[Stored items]
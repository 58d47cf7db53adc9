/*
 * Created on Sun Mar 12 2023
 *
 * This file is a part of Skytree
 * Skytree is a free and open-source distributed dataset tree written by
 * Sayan Nandan ("the Author") with the vision to provide an ordered,
 * dynamically rebalancing partition of the keyspace without compromising
 * on correctness or availability.
 *
 * Copyright (c) 2023, Sayan Nandan <ohsayan@outlook.com>
 *
 * This program is free software: you can redistribute it and/or modify
 * it under the terms of the GNU Affero General Public License as published by
 * the Free Software Foundation, either version 3 of the License, or
 * (at your option) any later version.
 *
 * This program is distributed in the hope that it will be useful,
 * but WITHOUT ANY WARRANTY; without even the implied warranty of
 * MERCHANTABILITY or FITNESS FOR A PARTICULAR PURPOSE. See the
 * GNU Affero General Public License for more details.
 *
 * You should have received a copy of the GNU Affero General Public License
 * along with this program. If not, see <https://www.gnu.org/licenses/>.
 *
*/

//! Synchronous request/response surface of a node. API requests travel over
//! a dedicated local channel, not the wire: they carry reply senders, so they
//! are deliberately kept out of the serializable message schema.

use crate::ids::{LinkKey, NodeId};
use crate::keyspace::Interval;
use crate::msg::{KidSummary, NodeHandle};
use std::collections::BTreeMap;
use tokio::sync::oneshot;

#[derive(Debug)]
pub enum ApiRequest {
    GetKids(oneshot::Sender<Vec<KidInfo>>),
    GetStats(oneshot::Sender<NodeStats>),
    GetInterval(oneshot::Sender<Interval>),
    GetCapacity(oneshot::Sender<CapacityInfo>),
    GetSenders(oneshot::Sender<Vec<(LinkKey, NodeHandle)>>),
    GetReceivers(oneshot::Sender<Vec<(LinkKey, NodeHandle)>>),
    GetLeftmostKids(oneshot::Sender<Vec<NodeHandle>>),
    GetDataLink {
        link_key: LinkKey,
        resp: oneshot::Sender<Option<DataLinkInfo>>,
    },
    /// Schedule a `RemoveLeaf` transaction for the identified kid
    RemoveLeaf { kid_id: NodeId },
    KillNode,
}

#[derive(Debug, Clone)]
pub struct KidInfo {
    pub handle: NodeHandle,
    pub interval: Interval,
    pub summary: Option<KidSummary>,
}

#[derive(Debug, Clone)]
pub struct NodeStats {
    pub id: NodeId,
    pub height: u32,
    pub size: u64,
    pub n_kids: u64,
    pub parent: Option<NodeHandle>,
}

#[derive(Debug, Clone)]
pub struct CapacityInfo {
    pub height: u32,
    pub n_kids: u64,
    pub kids_limit: u64,
    pub out_of_capacity: bool,
}

/// The recorded outcome of a subscription handshake for one link key
#[derive(Debug, Clone)]
pub struct DataLinkInfo {
    pub link_key: LinkKey,
    pub input: Option<NodeHandle>,
    pub output: Option<NodeHandle>,
    pub edges: BTreeMap<NodeId, Vec<NodeId>>,
}
/*
 * Created on Sun Mar 19 2023
 *
 * This file is a part of Skytree
 * Skytree is a free and open-source distributed dataset tree written by
 * Sayan Nandan ("the Author") with the vision to provide an ordered,
 * dynamically rebalancing partition of the keyspace without compromising
 * on correctness or availability.
 *
 * Copyright (c) 2023, Sayan Nandan <ohsayan@outlook.com>
 *
 * This program is free software: you can redistribute it and/or modify
 * it under the terms of the GNU Affero General Public License as published by
 * the Free Software Foundation, either version 3 of the License, or
 * (at your option) any later version.
 *
 * This program is distributed in the hope that it will be useful,
 * but WITHOUT ANY WARRANTY; without even the implied warranty of
 * MERCHANTABILITY or FITNESS FOR A PARTICULAR PURPOSE. See the
 * GNU Affero General Public License for more details.
 *
 * You should have received a copy of the GNU Affero General Public License
 * along with this program. If not, see <https://www.gnu.org/licenses/>.
 *
*/

//! Absorb the unique child of a root into the root itself, lowering the
//! tree by one level.

use super::RoleController;
use crate::msg::{MessageKind, ParticipantConfig, RoleMessage};
use crate::util::{Error, TreeResult};
use std::collections::HashSet;

pub(super) async fn consume_proxy(controller: &RoleController) -> TreeResult<()> {
    let node = controller.node();
    let proxy = match node.kids.borrow().get_proxy() {
        Some(entry) => entry.handle,
        None => {
            log::info!(
                "node {} aborting a scheduled ConsumeProxy: the root has no proxy",
                node.id()
            );
            return Ok(());
        }
    };
    log::info!("node {} consuming its proxy {}", node.id(), proxy.id);

    let my_handle = controller.new_handle(proxy.id);
    controller.enlist(
        &proxy,
        ParticipantConfig::Absorbee {
            parent: my_handle,
            absorber: my_handle,
        },
    )?;

    let (message, _sender) = controller.listen(MessageKind::AbsorbTheseKids).await?;
    let kid_ids =
        expect_message!(message, RoleMessage::AbsorbTheseKids { kid_ids, .. } => kid_ids);

    node.kids.borrow_mut().clear();

    let mut expected: HashSet<_> = kid_ids.into_iter().collect();
    while !expected.is_empty() {
        let (message, sender) = controller.listen(MessageKind::HelloParent).await?;
        let (kid, kid_summary, interval) = expect_message!(
            message,
            RoleMessage::HelloParent { kid, kid_summary, interval } => (kid, kid_summary, interval)
        );
        if !expected.remove(&sender) {
            return Err(Error::internal(format!(
                "hello from {}, which is not a kid of the consumed proxy",
                sender
            )));
        }
        let interval = interval
            .ok_or_else(|| Error::internal("a fostered kid said hello without an interval"))?;
        node.kids.borrow_mut().add_kid(
            controller.role_handle_to_node_handle(&kid),
            interval,
            kid_summary,
        )?;
    }

    let _goodbye = controller.listen(MessageKind::GoodbyeParent).await?;

    node.height.set(node.height() - 1);
    log::info!(
        "node {} finished consuming {}; height is now {}",
        node.id(),
        proxy.id,
        node.height()
    );
    Ok(())
}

- _WHAT THIS TASK INVOLVES_
The lines needed are those in the data above that hold the string "listen"; copy each of them.

- _RESULT OF THIS TASK_
    let (message, _sender) = controller.listen(MessageKind::AbsorbTheseKids).await?;
        let (message, sender) = controller.listen(MessageKind::HelloParent).await?;
    let _goodbye = controller.listen(MessageKind::GoodbyeParent).await?;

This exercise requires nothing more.